This is how you take power away from white supremacists:
Mock them. Mercilessly.
You see it with the hate-spewing Chris Cantwell in that devastating Vice News Tonight video about the deadly alt-right rally in Charlottesville. He puffed out his chest and proudly displayed his cache of guns for the cameras. Then, when he heard there was a warrant out for his arrest, he posted online a video of himself sobbing because, well, he was scared. The internet went bonkers with its mockery.
And you see it in Mel Brooks’ musical, “The Producers,” currently getting an impressive staging by Arizona Onstage Productions.
Brooks takes every opportunity to make Hitler and his Nazis look foolish and clueless. Oh, it felt good to laugh at that during the Aug. 19 opening.
The story is vintage Brooks: Based on his 1967 movie of the same name, it is about a pair of producers who set out to stage the worst play ever made in order to pocket the investors’ money and leave the country. They find their script: “Springtime for Hitler,” and hire a director and actors who are sure to make it even worse. Of course, it is a runaway hit, and they are in trouble.
This is a massive undertaking — 27 cast members, more than 500 costume pieces, 150 or so props. AOP is a small company, but founder Kevin Johnson loves to think big.

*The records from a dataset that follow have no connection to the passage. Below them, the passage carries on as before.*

#[cfg(test)]
mod tests {
    use super::*;
    use channel::{mesh, Envelope};
    use planes::{PlaneMapper, Viewport};
    use rand::rngs::StdRng;
    use rand::{Rng, SeedableRng};
    use std::thread;
    use tasks::{Shape, Tiling};
    use worker::{compute, Worker};

    #[derive(Debug, PartialEq)]
    enum Event {
        Work(Rank),
        Stop(Rank),
    }

    /// Stands in for a pool of workers.  Every task sent is computed at
    /// once, and replies come back from a randomly chosen worker,
    /// oldest first per worker.
    struct Simulated {
        plane: PlaneMapper,
        size: usize,
        credit: usize,
        rng: StdRng,
        queues: Vec<VecDeque<Task>>,
        stopped: Vec<bool>,
        events: Vec<Event>,
        corrupt: Option<Task>,
        late: Option<Rank>,
    }

    impl Simulated {
        fn new(shape: Shape, workers: usize, credit: usize, seed: u64) -> Simulated {
            Simulated {
                plane: PlaneMapper::new(shape, Viewport::default()).unwrap(),
                size: workers + 1,
                credit,
                rng: StdRng::seed_from_u64(seed),
                queues: vec![VecDeque::new(); workers + 1],
                stopped: vec![false; workers + 1],
                events: vec![],
                corrupt: None,
                late: None,
            }
        }

        fn outstanding(&self) -> usize {
            self.queues.iter().map(VecDeque::len).sum()
        }
    }

    impl<'a> Channel for &'a mut Simulated {
        fn rank(&self) -> Rank {
            COORDINATOR
        }

        fn size(&self) -> usize {
            self.size
        }

        fn send(&mut self, dst: Rank, payload: Vec<u8>, tag: Tag) -> Result<()> {
            assert!(!self.stopped[dst], "message to stopped worker {}", dst);
            match Frame::decode(tag, &payload)? {
                Frame::Work(task) => {
                    self.queues[dst].push_back(task);
                    assert!(self.queues[dst].len() <= self.credit, "credit exceeded");
                    self.events.push(Event::Work(dst));
                }
                Frame::Stop => {
                    assert_eq!(self.outstanding(), 0, "stop with work outstanding");
                    self.stopped[dst] = true;
                    self.events.push(Event::Stop(dst));
                }
                other => panic!("coordinator sent {:?}", other),
            }
            Ok(())
        }

        fn receive_any(&mut self, max_len: usize) -> Result<Envelope> {
            let everyone: Vec<Rank> = (1..self.size).collect();
            self.receive_among(&everyone, max_len)
        }

        fn receive_among(&mut self, peers: &[Rank], max_len: usize) -> Result<Envelope> {
            let busy: Vec<Rank> = peers
                .iter()
                .cloned()
                .filter(|&rank| !self.queues[rank].is_empty())
                .collect();
            assert!(!busy.is_empty(), "receive with nothing outstanding");
            let src = busy[self.rng.gen_range(0, busy.len())];
            let task = self.queues[src].pop_front().unwrap();
            let task = self.corrupt.take().unwrap_or(task);
            let values = compute(&self.plane, 100, &task, 1).unwrap();
            let payload = Frame::Result { task, values }.encode();
            assert!(payload.len() <= max_len);
            Ok(Envelope {
                src,
                tag: Tag::Result,
                payload,
            })
        }

        fn receive_from(&mut self, src: Rank, _tag: Option<Tag>) -> Result<Envelope> {
            assert!(self.stopped[src], "waited on running worker {}", src);
            if self.late == Some(src) {
                self.late = None;
                let task = Task::Span { offset: 0, len: 1 };
                let payload = Frame::Result { task, values: vec![1] }.encode();
                return Ok(Envelope {
                    src,
                    tag: Tag::Result,
                    payload,
                });
            }
            Err(Error::Disconnected { rank: src })
        }
    }

    fn farm(
        sim: &mut Simulated,
        shape: Shape,
        tiling: Tiling,
        task_size: usize,
    ) -> Result<(Grid, RunReport)> {
        let credit = sim.credit;
        Coordinator::new(sim, Partitioner::new(shape, tiling, task_size), credit).run()
    }

    fn sequential(shape: Shape) -> Vec<u32> {
        let plane = PlaneMapper::new(shape, Viewport::default()).unwrap();
        compute(&plane, 100, &Task::Span { offset: 0, len: shape.len() }, 1).unwrap()
    }

    #[test]
    fn out_of_order_results_assemble_the_grid() {
        let shape = Shape::new(17, 23);
        let expected = sequential(shape);
        for &tiling in &[Tiling::Linear, Tiling::Rectangular, Tiling::RowSegments] {
            for seed in 0..4 {
                let mut sim = Simulated::new(shape, 3, 2, seed);
                let (grid, report) = farm(&mut sim, shape, tiling, 5).unwrap();
                assert_eq!(grid.read().unwrap(), &expected[..]);
                assert_eq!(report.dispatched, report.received);
                assert_eq!(report.dispatched, Partitioner::new(shape, tiling, 5).count());
            }
        }
    }

    #[test]
    fn credit_is_never_exceeded() {
        let shape = Shape::new(30, 30);
        for credit in 1..5 {
            let mut sim = Simulated::new(shape, 4, credit, 7);
            let (_, report) = farm(&mut sim, shape, Tiling::Linear, 7).unwrap();
            assert!(report.peak_outstanding.iter().all(|&peak| peak <= credit));
            assert!(report.peak_outstanding.iter().any(|&peak| peak == credit));
        }
    }

    #[test]
    fn every_worker_stopped_once_at_the_end() {
        let shape = Shape::new(12, 12);
        let mut sim = Simulated::new(shape, 5, 3, 11);
        let (_, report) = farm(&mut sim, shape, Tiling::Rectangular, 4).unwrap();
        assert_eq!(report.stops, 5);
        let first_stop = sim
            .events
            .iter()
            .position(|event| match *event {
                Event::Stop(_) => true,
                _ => false,
            })
            .unwrap();
        assert!(sim.events[first_stop..].iter().all(|event| match *event {
            Event::Stop(_) => true,
            _ => false,
        }));
        let mut stopped: Vec<Rank> = sim.events[first_stop..]
            .iter()
            .filter_map(|event| match *event {
                Event::Stop(rank) => Some(rank),
                _ => None,
            })
            .collect();
        stopped.sort();
        assert_eq!(stopped, vec![1, 2, 3, 4, 5]);
    }

    #[test]
    fn more_workers_than_tasks() {
        let shape = Shape::new(2, 2);
        let mut sim = Simulated::new(shape, 6, 4, 3);
        let (grid, report) = farm(&mut sim, shape, Tiling::Linear, 3).unwrap();
        assert!(grid.is_complete());
        assert_eq!(report.dispatched, 2);
        assert_eq!(report.stops, 6);
        assert_eq!(report.completed, vec![2, 0, 0, 0, 0, 0]);
    }

    #[test]
    fn priming_fills_workers_in_turn() {
        let shape = Shape::new(10, 10);
        let mut sim = Simulated::new(shape, 2, 3, 5);
        farm(&mut sim, shape, Tiling::Linear, 10).unwrap();
        assert_eq!(
            &sim.events[..6],
            &[
                Event::Work(1),
                Event::Work(1),
                Event::Work(1),
                Event::Work(2),
                Event::Work(2),
                Event::Work(2),
            ]
        );
    }

    #[test]
    fn unexpected_result_is_a_violation() {
        let shape = Shape::new(4, 4);
        let mut sim = Simulated::new(shape, 2, 2, 1);
        sim.corrupt = Some(Task::Span { offset: 3, len: 2 });
        match farm(&mut sim, shape, Tiling::Linear, 2) {
            Err(Error::Protocol(_)) => (),
            other => panic!("expected a protocol violation, got {:?}", other),
        }
    }

    #[test]
    fn message_after_stop_is_a_violation() {
        let shape = Shape::new(6, 6);
        let mut sim = Simulated::new(shape, 3, 2, 9);
        sim.late = Some(2);
        match farm(&mut sim, shape, Tiling::Rectangular, 3) {
            Err(Error::Protocol(ref message)) => assert!(message.contains("after stop")),
            other => panic!("expected a protocol violation, got {:?}", other),
        }
        assert_eq!(sim.stopped, vec![false, true, true, true]);
    }

    #[test]
    fn worker_hanging_up_early_ends_the_run() {
        let shape = Shape::new(12, 12);
        let plane = PlaneMapper::new(shape, Viewport::default()).unwrap();
        let mut ranks = mesh(3);
        let mut quitter = ranks.pop().unwrap();
        let steady = ranks.pop().unwrap();
        let coordinator = ranks.pop().unwrap();
        let serving = thread::spawn(move || Worker::new(steady, plane, 100, 1).run());
        let quitting = thread::spawn(move || {
            quitter.receive_from(COORDINATOR, None).unwrap();
        });

        let partitioner = Partitioner::new(shape, Tiling::Linear, 8);
        match Coordinator::new(coordinator, partitioner, 2).run() {
            Err(Error::Disconnected { rank: 2 }) => (),
            other => panic!("expected rank 2 to be gone, got {:?}", other),
        }
        quitting.join().unwrap();
        // The steady worker sees the coordinator go away.
        assert!(serving.join().unwrap().is_err());
    }

    #[test]
    fn no_workers_is_an_error() {
        let shape = Shape::new(4, 4);
        let mut sim = Simulated::new(shape, 0, 2, 1);
        assert!(farm(&mut sim, shape, Tiling::Linear, 2).is_err());
    }
}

There are so many choice moments in this production.
Such as …
We will go to any lengths to see Matthew Holter on stage. He took on the role of Leo Bloom, the bundle-of-nerves accountant with I-wanna-be-a-producer dreams. The scheming Max Bialystock convinces Leo to join him as a producer and help defraud investors and the IRS. Holter nailed the nuances of the character, giving a performance that had shadings that Matthew Broderick did not come close to in his Broadway performance of the play. Plus, Holter has a voice that demands you listen to it.
But Holter wasn’t the only one to stand out: Dennis Tamblyn as the unscrupulous Max showed a pristine comic timing to go with his riveting voice; Steve McKee does some of his best work as Roger De Bris, the very gay director tapped to direct “Springtime”; Jim Klingenfus brought just the right amount of density and senseless rage to his portrayal of Franz, the Hitler-loving playwright; Liz Cracchiolo’s Ulla, the sexpot who revs up both Max and Leo’s engines, conveyed the sultriness and innocence of the character with complete honesty; Jacob Brown received applause almost every time he left the stage, and he deserved it: His Carmen Ghia, Roger De Bris’ assistant/lover/biggest fan, was so precise and magnetic and funny that the audience fell in love with him.
The large ensemble of actors backing up the principals had multiple parts, did lots of dancing and singing, and underscored that Tucson bursts with talent.
There is something joyous about tap dancing — and the idea of Nazi soldiers tapping as “Come on Germans, go into your dance” is sung seems so right.
There are so many subtle and not-so-subtle ways that Brooks twists the knife.
Choreographers Karrie France and Carrie Silverman infused the dance with humor and grace, and this young cast took their visions and did them proud. Let’s hope there are other plays in Tucson that find a need for talented dancers — we really want to see more of these young hoofers.
Costume designer Shana Nunez used innovation, expertise, wit and a good team to come up with costumes that define the characters, tell the story, and make the audience laugh very hard.
We loved them all, from the sparkly sequin gown with the image of the Chrysler building on it worn by Roger De Bris to the sequin-covered showgirl costumes to the over-the-top headdresses featuring beer mugs and pretzels and, especially to Ulla’s outrageous “Springtime for Hitler” costume with swastikas covering her breasts.
We were in awe of them all.
Who knows what possessed Annette Hillman to take on this behemoth, but we are happy she did. She slipped in so many little elements to underscore the humor and keep the pace moving, and she pulled out performances that were informed and heartfelt.
Oh sure, there were opening-night glitches with the lighting and scenery, but they could not take away from a show that made such a delicious mockery of Hitler and which kept the audience laughing and engrossed. Good timing for a show like this — it robs the Hitler lovers of any dignity and makes them the butt of continuous jokes. And that is how it should be.